Ce mois-là, il y a eu deux autres confrontations dans la poursuite qui était devenue une question de vie ou de mort pour les militaires. Le cacique parvient à rester libre, mais jour après jour, il perd des hommes et des femmes de sa communauté, qui se déchire sans remède. À la fin du mois de mai, l'armée porte un coup décisif, faisant de nombreux prisonniers, dont l'épouse du cacique ou sa favorite, l'artiste française Maria Carrière, ancienne captive. Quelques jours plus tard, une nouvelle confrontation a laissé le cacique pratiquement seul.

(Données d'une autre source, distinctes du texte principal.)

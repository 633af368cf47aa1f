//! Low level HTTP access to a CouchDB URL.
//!
//! A [`Resource`] owns a base URL (credentials stripped and sent as Basic
//! auth instead) and a shared `reqwest` client. Every response goes through
//! the status table in [`ClientError::from_status`].

use std::time::Duration;

use couchdb_core::{encode_params, ClientConfig, Params};
use percent_encoding::{utf8_percent_encode, AsciiSet, CONTROLS};
use reqwest::header::{HeaderMap, HeaderName, HeaderValue, ACCEPT, CONTENT_TYPE};
use reqwest::{Client as HttpClient, Method, RequestBuilder, Response};
use serde::de::DeserializeOwned;
use serde::Serialize;
use tracing::{debug, warn};
use url::Url;

use crate::{ClientError, Result};

/// URL path segment set, plus `+`, which CouchDB decodes as a space
const PATH_SEGMENT: &AsciiSet = &CONTROLS
    .add(b' ')
    .add(b'"')
    .add(b'#')
    .add(b'%')
    .add(b'+')
    .add(b'/')
    .add(b'<')
    .add(b'>')
    .add(b'?')
    .add(b'`')
    .add(b'{')
    .add(b'}');

#[derive(Clone)]
struct Credentials {
    username: String,
    password: Option<String>,
}

#[derive(Clone)]
pub struct Resource {
    client: HttpClient,
    base: Url,
    credentials: Option<Credentials>,
}

/// Build the shared HTTP client for a config
pub fn build_client(config: &ClientConfig) -> Result<HttpClient> {
    let mut headers = HeaderMap::new();
    headers.insert(ACCEPT, HeaderValue::from_static("application/json"));
    if !config.full_commit {
        headers.insert(
            HeaderName::from_static("x-couch-full-commit"),
            HeaderValue::from_static("false"),
        );
    }

    let mut builder = HttpClient::builder()
        .default_headers(headers)
        .user_agent(config.user_agent.clone());
    if config.timeout_secs > 0 {
        builder = builder.timeout(Duration::from_secs(config.timeout_secs));
    }
    if config.insecure_skip_verify {
        builder = builder.danger_accept_invalid_certs(true);
    }

    Ok(builder.build()?)
}

impl Resource {
    pub fn new(url: &str, config: &ClientConfig) -> Result<Self> {
        Self::with_client(url, build_client(config)?)
    }

    /// Parse `url`, moving any `user:pass@` part into Basic auth
    pub fn with_client(url: &str, client: HttpClient) -> Result<Self> {
        let mut base = Url::parse(url)?;
        if base.cannot_be_a_base() || base.host_str().is_none() {
            return Err(ClientError::InvalidArgument(format!(
                "not an HTTP base URL: {}",
                url
            )));
        }

        let credentials = if base.username().is_empty() {
            None
        } else {
            Some(Credentials {
                username: decode(base.username()),
                password: base.password().map(decode),
            })
        };
        let _ = base.set_password(None);
        let _ = base.set_username("");
        base.set_query(None);
        base.set_fragment(None);
        if let Ok(mut segments) = base.path_segments_mut() {
            segments.pop_if_empty();
        }

        Ok(Self {
            client,
            base,
            credentials,
        })
    }

    /// Base URL without credentials
    pub fn url(&self) -> &Url {
        &self.base
    }

    /// Last path segment of the base URL, decoded
    pub fn last_segment(&self) -> Option<String> {
        self.base
            .path_segments()
            .and_then(|mut segments| segments.next_back())
            .filter(|s| !s.is_empty())
            .map(decode)
    }

    /// URL of a sub path with the credentials put back in.
    /// Handed to the server itself, e.g. as a replication endpoint.
    pub fn authenticated_url(&self, path: &[&str]) -> Url {
        let mut url = self.url_for(path);
        if let Some(creds) = &self.credentials {
            let _ = url.set_username(&creds.username);
            let _ = url.set_password(creds.password.as_deref());
        }
        url
    }

    /// Resource rooted at a sub path
    pub fn child(&self, path: &[&str]) -> Resource {
        Resource {
            client: self.client.clone(),
            base: self.url_for(path),
            credentials: self.credentials.clone(),
        }
    }

    /// Same URL without Basic auth
    pub fn anonymous(&self) -> Resource {
        Resource {
            credentials: None,
            ..self.clone()
        }
    }

    pub fn url_for(&self, path: &[&str]) -> Url {
        let mut url = self.base.clone();
        if !path.is_empty() {
            let mut full = url.path().trim_end_matches('/').to_string();
            for segment in path {
                full.push('/');
                full.extend(utf8_percent_encode(segment, PATH_SEGMENT));
            }
            url.set_path(&full);
        }
        url
    }

    /// Start a request; auth is applied, params are encoded
    pub fn request(
        &self,
        method: Method,
        path: &[&str],
        params: Option<&Params>,
    ) -> RequestBuilder {
        let mut builder = self.client.request(method, self.url_for(path));
        if let Some(creds) = &self.credentials {
            builder = builder.basic_auth(&creds.username, creds.password.as_ref());
        }
        match params {
            Some(p) if !p.is_empty() => builder.query(&encode_params(p)),
            _ => builder,
        }
    }

    /// Send a request and map error statuses
    pub async fn send(&self, builder: RequestBuilder) -> Result<Response> {
        let request = builder.build()?;
        let method = request.method().clone();
        let url = request.url().clone();

        let response = self.client.execute(request).await?;
        let status = response.status();
        debug!(%method, %url, status = status.as_u16(), "couchdb request");

        if status.is_success() {
            return Ok(response);
        }

        let body = match response.text().await {
            Ok(body) => body,
            Err(e) => {
                debug!(%method, %url, error = %e, "failed to read error body");
                String::new()
            }
        };
        if status.is_server_error() {
            warn!(%method, %url, status = status.as_u16(), body = %body, "couchdb server error");
        }
        Err(ClientError::from_status(status, &body))
    }

    async fn call<T: DeserializeOwned>(&self, builder: RequestBuilder) -> Result<T> {
        let response = self.send(builder).await?;
        decode_json(response).await
    }

    pub async fn head(&self, path: &[&str], params: Option<&Params>) -> Result<HeaderMap> {
        let response = self.send(self.request(Method::HEAD, path, params)).await?;
        Ok(response.headers().clone())
    }

    pub async fn get_json<T: DeserializeOwned>(
        &self,
        path: &[&str],
        params: Option<&Params>,
    ) -> Result<T> {
        self.call(self.request(Method::GET, path, params)).await
    }

    pub async fn put_json<B, T>(
        &self,
        path: &[&str],
        body: &B,
        params: Option<&Params>,
    ) -> Result<T>
    where
        B: Serialize + ?Sized,
        T: DeserializeOwned,
    {
        self.call(self.request(Method::PUT, path, params).json(body))
            .await
    }

    /// PUT without a body, e.g. database creation
    pub async fn put<T: DeserializeOwned>(
        &self,
        path: &[&str],
        params: Option<&Params>,
    ) -> Result<T> {
        self.call(self.request(Method::PUT, path, params)).await
    }

    pub async fn post_json<B, T>(
        &self,
        path: &[&str],
        body: &B,
        params: Option<&Params>,
    ) -> Result<T>
    where
        B: Serialize + ?Sized,
        T: DeserializeOwned,
    {
        self.call(self.request(Method::POST, path, params).json(body))
            .await
    }

    pub async fn delete_json<T: DeserializeOwned>(
        &self,
        path: &[&str],
        params: Option<&Params>,
    ) -> Result<T> {
        self.call(self.request(Method::DELETE, path, params)).await
    }

    /// COPY `path` to the document named by `destination`
    pub async fn copy<T: DeserializeOwned>(&self, path: &[&str], destination: &str) -> Result<T> {
        let method = Method::from_bytes(b"COPY")
            .map_err(|e| ClientError::InvalidArgument(e.to_string()))?;
        let builder = self
            .request(method, path, None)
            .header("Destination", destination);
        self.call(builder).await
    }

    /// GET raw bytes and their content type
    pub async fn get_bytes(
        &self,
        path: &[&str],
        params: Option<&Params>,
    ) -> Result<(Option<String>, Vec<u8>)> {
        let builder = self
            .request(Method::GET, path, params)
            .header(ACCEPT, "*/*");
        let response = self.send(builder).await?;
        let content_type = content_type(&response);
        let body = response.bytes().await?;
        Ok((content_type, body.to_vec()))
    }

    pub async fn put_bytes<T: DeserializeOwned>(
        &self,
        path: &[&str],
        body: Vec<u8>,
        mime: &str,
        params: Option<&Params>,
    ) -> Result<T> {
        let builder = self
            .request(Method::PUT, path, params)
            .header(CONTENT_TYPE, mime)
            .body(body);
        self.call(builder).await
    }
}

pub fn content_type(response: &Response) -> Option<String> {
    response
        .headers()
        .get(CONTENT_TYPE)
        .and_then(|v| v.to_str().ok())
        .map(str::to_string)
}

async fn decode_json<T: DeserializeOwned>(response: Response) -> Result<T> {
    let body = response.bytes().await?;
    Ok(serde_json::from_slice(&body)?)
}

fn decode(raw: &str) -> String {
    urlencoding::decode(raw)
        .map(|s| s.into_owned())
        .unwrap_or_else(|_| raw.to_string())
}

Le 16 juillet, la rencontre finale a eu lieu à Los Ramblones. Cette fois, il a été surpris par le major Saturnino Torres, capitaine des Choiqueros. Il existe différentes versions de la façon dont s'est déroulée la dernière heure de Baigorrita, mais l'une des plus véridiques dit que, déjà blessé, il a refusé de monter sur un cheval sur lequel il serait fait prisonnier et qu'il a affronté la milice avec une lance dans la main gauche et une dague dans la main droite. Il est tombé avec cinq de ses meilleurs hommes.

On dit que ce jour-là, l'un des ouragans les plus violents de mémoire d'homme a soufflé sur Neuquén. Et depuis ce jour, Luis Franco nous a laissé des mots sincères dans un texte classique de 1967 qui résonnent aujourd'hui : "Il n'a pas accepté de pactes, ni de pardons, ni de cadeaux, ni de captivité. Il a conservé sa dignité jusqu'à l'heure de la mort et au-delà. Il est mort en enfonçant sa lance dans la chair de l'ignominie, c'est-à-dire de la rapacité déguisée en rédemption et en civilisation".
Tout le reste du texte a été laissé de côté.